ABSTRACT CISD2, the causative gene for Wolfram syndrome 2 (WFS2), is a previously uncharacterized novel gene. Significantly, the CISD2 gene is located on human chromosome 4q, where a genetic component for longevity maps. Here we show for the first time that CISD2 is involved in mammalian life-span control. Cisd2 deficiency in mice causes mitochondrial breakdown and dysfunction accompanied by autophagic cell death, and these events precede the two earliest manifestations of nerve and muscle degeneration; together, they lead to a panel of phenotypic features suggestive of premature aging. Our study also reveals that Cisd2 is primarily localized in the mitochondria and that mitochondrial degeneration appears to have a direct phenotypic consequence that triggers the accelerated aging process in Cisd2 knockout mice; furthermore, mitochondrial degeneration exacerbates with age, and the autophagy increases in parallel to the development of the premature aging phenotype.
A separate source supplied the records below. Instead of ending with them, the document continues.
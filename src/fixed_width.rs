use itertools::Itertools;
use log::debug;

use crate::{dialect::REST_OF_LINE, frequency::FrequencyProfile};

/// Fewest fields (the open-ended last one included) accepted as a layout.
pub const MIN_FIXED_WIDTH_FIELDS: usize = 3;

/// Infers field widths from space runs shared by every sampled line. The
/// last entry is [`REST_OF_LINE`].
pub fn detect_field_widths(profile: &FrequencyProfile) -> Option<Vec<i32>> {
    let cuts: Vec<usize> = profile
        .common_big_spaces()
        .into_iter()
        .map(|idx| (idx, idx))
        .coalesce(|(start, end), (next_start, next_end)| {
            if next_start == end + 1 {
                Ok((start, next_end))
            } else {
                Err(((start, end), (next_start, next_end)))
            }
        })
        .map(|(_, end)| end + 1)
        // trailing padding is not followed by text anywhere
        .filter(|cut| profile.word_start_lines(*cut) > 0)
        .collect();

    let mut widths = Vec::with_capacity(cuts.len() + 1);
    let mut start = 0usize;
    for cut in cuts {
        widths.push((cut - start) as i32);
        start = cut;
    }
    widths.push(REST_OF_LINE);

    if widths.len() < MIN_FIXED_WIDTH_FIELDS {
        debug!(
            "Fixed-width layout rejected: {} field(s) found, {} required",
            widths.len(),
            MIN_FIXED_WIDTH_FIELDS
        );
        return None;
    }
    debug!("Fixed-width layout detected: {widths:?}");
    Some(widths)
}
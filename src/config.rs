//! Tunables for dialect detection and type inference.

use std::{fs::File, io::BufReader, path::Path};

use anyhow::{Context, Result};
use serde::{Deserialize, Serialize};

use crate::{
    error::{InferenceError, InferenceResult},
    number::{DecimalDialect, NumberFormat},
};

pub const DEFAULT_PREFERRED_SEPARATORS: &str = ",;|\t";
/// Lines sampled by the dialect detector.
pub const DEFAULT_SAMPLE_LINES: usize = 21;
/// Longest digit string still treated as an integer; longer identifiers
/// (account numbers, barcodes) stay text.
pub const DEFAULT_MAX_INTEGER_DIGIT_LENGTH: usize = 18;

#[derive(Debug, Clone, PartialEq, Serialize, Deserialize)]
#[serde(default, deny_unknown_fields)]
pub struct InferenceOptions {
    /// Candidate separators favoured by the scorer. `\t` may be written as
    /// the two-character escape.
    pub preferred_separators: String,
    pub sample_lines: usize,
    pub allow_leading_zero_integers: bool,
    pub max_integer_digit_length: usize,
    pub decimal_dialects: DecimalDialect,
    /// Notation backing [`DecimalDialect::LOCALE_DECIMAL`].
    pub locale: Option<NumberFormat>,
}

impl Default for InferenceOptions {
    fn default() -> Self {
        Self {
            preferred_separators: DEFAULT_PREFERRED_SEPARATORS.to_string(),
            sample_lines: DEFAULT_SAMPLE_LINES,
            allow_leading_zero_integers: false,
            max_integer_digit_length: DEFAULT_MAX_INTEGER_DIGIT_LENGTH,
            decimal_dialects: DecimalDialect::ANY,
            locale: None,
        }
    }
}

impl InferenceOptions {
    pub fn load(path: &Path) -> Result<Self> {
        let file = File::open(path).with_context(|| format!("Opening config file {path:?}"))?;
        let reader = BufReader::new(file);
        let options: InferenceOptions =
            serde_yaml::from_reader(reader).with_context(|| format!("Parsing config {path:?}"))?;
        options
            .validate()
            .with_context(|| format!("Validating config {path:?}"))?;
        Ok(options)
    }

    pub fn validate(&self) -> InferenceResult<()> {
        if self.preferred_separators().is_empty() {
            return Err(InferenceError::InvalidConfig(
                "preferred_separators must list at least one character".to_string(),
            ));
        }
        if self.sample_lines == 0 {
            return Err(InferenceError::InvalidConfig(
                "sample_lines must be greater than zero".to_string(),
            ));
        }
        if self.max_integer_digit_length == 0 {
            return Err(InferenceError::InvalidConfig(
                "max_integer_digit_length must be greater than zero".to_string(),
            ));
        }
        if let Some(locale) = &self.locale
            && locale.group_separator == Some(locale.decimal_separator)
        {
            return Err(InferenceError::InvalidConfig(format!(
                "locale decimal and group separators are both '{}'",
                locale.decimal_separator
            )));
        }
        Ok(())
    }

    /// Preferred separators with the `\t` escape expanded.
    pub fn preferred_separators(&self) -> Vec<char> {
        let expanded = self.preferred_separators.replace("\\t", "\t");
        let mut separators: Vec<char> = Vec::with_capacity(expanded.len());
        for ch in expanded.chars() {
            if !separators.contains(&ch) {
                separators.push(ch);
            }
        }
        separators
    }
}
Additionally, our Cisd2 knockout mouse work provides strong evidence supporting an earlier clinical hypothesis that WFS is in part a mitochondria-mediated disorder; specifically, we propose that mutation of CISD2 causes the mitochondria-mediated disorder WFS2 in humans. Thus, this mutant mouse provides an animal model for mechanistic investigation of Cisd2 protein function and help with a pathophysiological understanding of WFS2.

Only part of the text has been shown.